[Opening Records shown section]

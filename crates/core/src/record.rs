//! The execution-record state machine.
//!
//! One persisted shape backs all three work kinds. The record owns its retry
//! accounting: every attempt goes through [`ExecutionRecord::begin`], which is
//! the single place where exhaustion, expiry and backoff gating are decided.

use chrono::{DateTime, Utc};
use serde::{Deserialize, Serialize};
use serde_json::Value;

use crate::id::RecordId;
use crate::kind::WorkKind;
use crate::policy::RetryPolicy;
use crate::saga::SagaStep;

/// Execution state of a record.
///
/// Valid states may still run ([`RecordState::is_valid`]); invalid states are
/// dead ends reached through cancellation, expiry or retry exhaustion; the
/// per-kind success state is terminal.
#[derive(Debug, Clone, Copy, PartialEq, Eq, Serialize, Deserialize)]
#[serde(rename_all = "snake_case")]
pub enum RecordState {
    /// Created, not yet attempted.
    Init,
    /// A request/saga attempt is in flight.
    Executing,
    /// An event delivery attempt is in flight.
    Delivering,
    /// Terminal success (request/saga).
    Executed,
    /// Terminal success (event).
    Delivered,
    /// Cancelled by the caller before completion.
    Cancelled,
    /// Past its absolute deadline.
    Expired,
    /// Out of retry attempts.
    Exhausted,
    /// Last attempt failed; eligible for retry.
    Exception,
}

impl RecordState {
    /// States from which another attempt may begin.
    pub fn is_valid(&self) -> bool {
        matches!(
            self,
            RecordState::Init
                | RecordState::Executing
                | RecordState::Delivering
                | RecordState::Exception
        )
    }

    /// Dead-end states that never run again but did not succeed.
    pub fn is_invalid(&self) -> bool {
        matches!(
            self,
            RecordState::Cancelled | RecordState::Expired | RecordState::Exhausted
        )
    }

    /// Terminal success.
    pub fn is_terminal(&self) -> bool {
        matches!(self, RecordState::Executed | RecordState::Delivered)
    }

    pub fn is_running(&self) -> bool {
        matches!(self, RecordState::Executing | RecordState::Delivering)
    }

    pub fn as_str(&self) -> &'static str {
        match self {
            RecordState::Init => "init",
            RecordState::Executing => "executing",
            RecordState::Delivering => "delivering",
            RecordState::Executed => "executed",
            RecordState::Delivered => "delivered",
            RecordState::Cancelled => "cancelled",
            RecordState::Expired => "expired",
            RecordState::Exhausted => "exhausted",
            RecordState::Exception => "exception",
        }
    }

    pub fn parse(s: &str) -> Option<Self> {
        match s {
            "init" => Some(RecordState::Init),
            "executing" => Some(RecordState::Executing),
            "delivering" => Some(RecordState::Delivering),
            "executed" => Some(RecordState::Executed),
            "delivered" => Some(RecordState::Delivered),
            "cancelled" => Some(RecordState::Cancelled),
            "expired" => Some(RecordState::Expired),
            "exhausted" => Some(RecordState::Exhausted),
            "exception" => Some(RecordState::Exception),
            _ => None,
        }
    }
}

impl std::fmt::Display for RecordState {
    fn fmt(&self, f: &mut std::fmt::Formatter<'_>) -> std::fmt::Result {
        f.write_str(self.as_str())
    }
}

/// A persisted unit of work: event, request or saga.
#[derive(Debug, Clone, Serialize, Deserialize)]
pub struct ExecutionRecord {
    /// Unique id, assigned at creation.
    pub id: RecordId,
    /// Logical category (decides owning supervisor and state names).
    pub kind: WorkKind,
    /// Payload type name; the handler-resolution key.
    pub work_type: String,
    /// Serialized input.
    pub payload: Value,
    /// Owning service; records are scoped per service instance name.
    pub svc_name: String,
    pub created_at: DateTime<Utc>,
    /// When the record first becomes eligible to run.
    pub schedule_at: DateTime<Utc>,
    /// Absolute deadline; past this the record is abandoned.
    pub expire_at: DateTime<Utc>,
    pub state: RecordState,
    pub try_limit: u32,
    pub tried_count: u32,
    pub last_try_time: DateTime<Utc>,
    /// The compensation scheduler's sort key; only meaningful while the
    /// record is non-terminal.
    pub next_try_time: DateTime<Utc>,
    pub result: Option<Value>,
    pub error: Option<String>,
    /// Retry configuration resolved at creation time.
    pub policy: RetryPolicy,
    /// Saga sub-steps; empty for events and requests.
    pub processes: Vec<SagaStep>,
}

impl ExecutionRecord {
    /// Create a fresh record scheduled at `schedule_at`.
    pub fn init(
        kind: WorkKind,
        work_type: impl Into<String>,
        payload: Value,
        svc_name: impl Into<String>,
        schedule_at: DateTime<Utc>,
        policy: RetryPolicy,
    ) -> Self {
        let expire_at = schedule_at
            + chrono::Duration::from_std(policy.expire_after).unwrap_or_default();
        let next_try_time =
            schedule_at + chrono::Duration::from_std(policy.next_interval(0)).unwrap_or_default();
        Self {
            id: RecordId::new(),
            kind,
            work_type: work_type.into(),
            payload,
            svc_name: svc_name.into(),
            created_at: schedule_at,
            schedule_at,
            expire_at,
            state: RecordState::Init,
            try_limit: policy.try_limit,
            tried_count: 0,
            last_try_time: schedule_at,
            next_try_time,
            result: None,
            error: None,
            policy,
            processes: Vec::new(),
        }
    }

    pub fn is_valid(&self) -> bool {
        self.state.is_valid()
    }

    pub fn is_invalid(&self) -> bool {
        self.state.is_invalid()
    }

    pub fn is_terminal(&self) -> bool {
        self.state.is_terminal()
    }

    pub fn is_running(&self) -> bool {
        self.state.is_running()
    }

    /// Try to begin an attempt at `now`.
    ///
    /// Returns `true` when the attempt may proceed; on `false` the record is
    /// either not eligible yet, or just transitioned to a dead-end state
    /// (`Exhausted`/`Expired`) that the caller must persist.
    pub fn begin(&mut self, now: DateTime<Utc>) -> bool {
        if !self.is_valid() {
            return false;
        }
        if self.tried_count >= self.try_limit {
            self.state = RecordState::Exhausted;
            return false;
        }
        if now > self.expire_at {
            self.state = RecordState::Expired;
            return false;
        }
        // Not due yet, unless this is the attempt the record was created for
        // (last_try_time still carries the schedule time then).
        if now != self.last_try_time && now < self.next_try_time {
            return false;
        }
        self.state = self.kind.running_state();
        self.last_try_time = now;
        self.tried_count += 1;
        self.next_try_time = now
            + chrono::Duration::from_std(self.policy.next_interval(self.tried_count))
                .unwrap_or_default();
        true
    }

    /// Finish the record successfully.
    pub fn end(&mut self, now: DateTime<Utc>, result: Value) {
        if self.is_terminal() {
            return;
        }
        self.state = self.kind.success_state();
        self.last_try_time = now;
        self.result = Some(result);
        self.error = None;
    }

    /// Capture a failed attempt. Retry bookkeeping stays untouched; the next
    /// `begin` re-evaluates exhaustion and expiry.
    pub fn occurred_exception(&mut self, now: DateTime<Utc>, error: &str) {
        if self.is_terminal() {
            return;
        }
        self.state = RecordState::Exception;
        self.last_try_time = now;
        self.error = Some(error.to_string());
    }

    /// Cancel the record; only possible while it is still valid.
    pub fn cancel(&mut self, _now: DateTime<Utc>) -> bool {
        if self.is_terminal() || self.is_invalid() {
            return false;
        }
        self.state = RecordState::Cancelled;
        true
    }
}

[Closing Records shown section]

Would you return all of the data exactly as it stands above?

filename crates/core/src/record.rs
//! The execution-record state machine.
//!
//! One persisted shape backs all three work kinds. The record owns its retry
//! accounting: every attempt goes through [`ExecutionRecord::begin`], which is
//! the single place where exhaustion, expiry and backoff gating are decided.

use chrono::{DateTime, Utc};
use serde::{Deserialize, Serialize};
use serde_json::Value;

use crate::id::RecordId;
use crate::kind::WorkKind;
use crate::policy::RetryPolicy;
use crate::saga::SagaStep;

/// Execution state of a record.
///
/// Valid states may still run ([`RecordState::is_valid`]); invalid states are
/// dead ends reached through cancellation, expiry or retry exhaustion; the
/// per-kind success state is terminal.
#[derive(Debug, Clone, Copy, PartialEq, Eq, Serialize, Deserialize)]
#[serde(rename_all = "snake_case")]
pub enum RecordState {
    /// Created, not yet attempted.
    Init,
    /// A request/saga attempt is in flight.
    Executing,
    /// An event delivery attempt is in flight.
    Delivering,
    /// Terminal success (request/saga).
    Executed,
    /// Terminal success (event).
    Delivered,
    /// Cancelled by the caller before completion.
    Cancelled,
    /// Past its absolute deadline.
    Expired,
    /// Out of retry attempts.
    Exhausted,
    /// Last attempt failed; eligible for retry.
    Exception,
}

impl RecordState {
    /// States from which another attempt may begin.
    pub fn is_valid(&self) -> bool {
        matches!(
            self,
            RecordState::Init
                | RecordState::Executing
                | RecordState::Delivering
                | RecordState::Exception
        )
    }

    /// Dead-end states that never run again but did not succeed.
    pub fn is_invalid(&self) -> bool {
        matches!(
            self,
            RecordState::Cancelled | RecordState::Expired | RecordState::Exhausted
        )
    }

    /// Terminal success.
    pub fn is_terminal(&self) -> bool {
        matches!(self, RecordState::Executed | RecordState::Delivered)
    }

    pub fn is_running(&self) -> bool {
        matches!(self, RecordState::Executing | RecordState::Delivering)
    }

    pub fn as_str(&self) -> &'static str {
        match self {
            RecordState::Init => "init",
            RecordState::Executing => "executing",
            RecordState::Delivering => "delivering",
            RecordState::Executed => "executed",
            RecordState::Delivered => "delivered",
            RecordState::Cancelled => "cancelled",
            RecordState::Expired => "expired",
            RecordState::Exhausted => "exhausted",
            RecordState::Exception => "exception",
        }
    }

    pub fn parse(s: &str) -> Option<Self> {
        match s {
            "init" => Some(RecordState::Init),
            "executing" => Some(RecordState::Executing),
            "delivering" => Some(RecordState::Delivering),
            "executed" => Some(RecordState::Executed),
            "delivered" => Some(RecordState::Delivered),
            "cancelled" => Some(RecordState::Cancelled),
            "expired" => Some(RecordState::Expired),
            "exhausted" => Some(RecordState::Exhausted),
            "exception" => Some(RecordState::Exception),
            _ => None,
        }
    }
}

impl std::fmt::Display for RecordState {
    fn fmt(&self, f: &mut std::fmt::Formatter<'_>) -> std::fmt::Result {
        f.write_str(self.as_str())
    }
}

/// A persisted unit of work: event, request or saga.
#[derive(Debug, Clone, Serialize, Deserialize)]
pub struct ExecutionRecord {
    /// Unique id, assigned at creation.
    pub id: RecordId,
    /// Logical category (decides owning supervisor and state names).
    pub kind: WorkKind,
    /// Payload type name; the handler-resolution key.
    pub work_type: String,
    /// Serialized input.
    pub payload: Value,
    /// Owning service; records are scoped per service instance name.
    pub svc_name: String,
    pub created_at: DateTime<Utc>,
    /// When the record first becomes eligible to run.
    pub schedule_at: DateTime<Utc>,
    /// Absolute deadline; past this the record is abandoned.
    pub expire_at: DateTime<Utc>,
    pub state: RecordState,
    pub try_limit: u32,
    pub tried_count: u32,
    pub last_try_time: DateTime<Utc>,
    /// The compensation scheduler's sort key; only meaningful while the
    /// record is non-terminal.
    pub next_try_time: DateTime<Utc>,
    pub result: Option<Value>,
    pub error: Option<String>,
    /// Retry configuration resolved at creation time.
    pub policy: RetryPolicy,
    /// Saga sub-steps; empty for events and requests.
    pub processes: Vec<SagaStep>,
}

impl ExecutionRecord {
    /// Create a fresh record scheduled at `schedule_at`.
    pub fn init(
        kind: WorkKind,
        work_type: impl Into<String>,
        payload: Value,
        svc_name: impl Into<String>,
        schedule_at: DateTime<Utc>,
        policy: RetryPolicy,
    ) -> Self {
        let expire_at = schedule_at
            + chrono::Duration::from_std(policy.expire_after).unwrap_or_default();
        let next_try_time =
            schedule_at + chrono::Duration::from_std(policy.next_interval(0)).unwrap_or_default();
        Self {
            id: RecordId::new(),
            kind,
            work_type: work_type.into(),
            payload,
            svc_name: svc_name.into(),
            created_at: schedule_at,
            schedule_at,
            expire_at,
            state: RecordState::Init,
            try_limit: policy.try_limit,
            tried_count: 0,
            last_try_time: schedule_at,
            next_try_time,
            result: None,
            error: None,
            policy,
            processes: Vec::new(),
        }
    }

    pub fn is_valid(&self) -> bool {
        self.state.is_valid()
    }

    pub fn is_invalid(&self) -> bool {
        self.state.is_invalid()
    }

    pub fn is_terminal(&self) -> bool {
        self.state.is_terminal()
    }

    pub fn is_running(&self) -> bool {
        self.state.is_running()
    }

    /// Try to begin an attempt at `now`.
    ///
    /// Returns `true` when the attempt may proceed; on `false` the record is
    /// either not eligible yet, or just transitioned to a dead-end state
    /// (`Exhausted`/`Expired`) that the caller must persist.
    pub fn begin(&mut self, now: DateTime<Utc>) -> bool {
        if !self.is_valid() {
            return false;
        }
        if self.tried_count >= self.try_limit {
            self.state = RecordState::Exhausted;
            return false;
        }
        if now > self.expire_at {
            self.state = RecordState::Expired;
            return false;
        }
        // Not due yet, unless this is the attempt the record was created for
        // (last_try_time still carries the schedule time then).
        if now != self.last_try_time && now < self.next_try_time {
            return false;
        }
        self.state = self.kind.running_state();
        self.last_try_time = now;
        self.tried_count += 1;
        self.next_try_time = now
            + chrono::Duration::from_std(self.policy.next_interval(self.tried_count))
                .unwrap_or_default();
        true
    }

    /// Finish the record successfully.
    pub fn end(&mut self, now: DateTime<Utc>, result: Value) {
        if self.is_terminal() {
            return;
        }
        self.state = self.kind.success_state();
        self.last_try_time = now;
        self.result = Some(result);
        self.error = None;
    }

    /// Capture a failed attempt. Retry bookkeeping stays untouched; the next
    /// `begin` re-evaluates exhaustion and expiry.
    pub fn occurred_exception(&mut self, now: DateTime<Utc>, error: &str) {
        if self.is_terminal() {
            return;
        }
        self.state = RecordState::Exception;
        self.last_try_time = now;
        self.error = Some(error.to_string());
    }

    /// Cancel the record; only possible while it is still valid.
    pub fn cancel(&mut self, _now: DateTime<Utc>) -> bool {
        if self.is_terminal() || self.is_invalid() {
            return false;
        }
        self.state = RecordState::Cancelled;
        true
    }
}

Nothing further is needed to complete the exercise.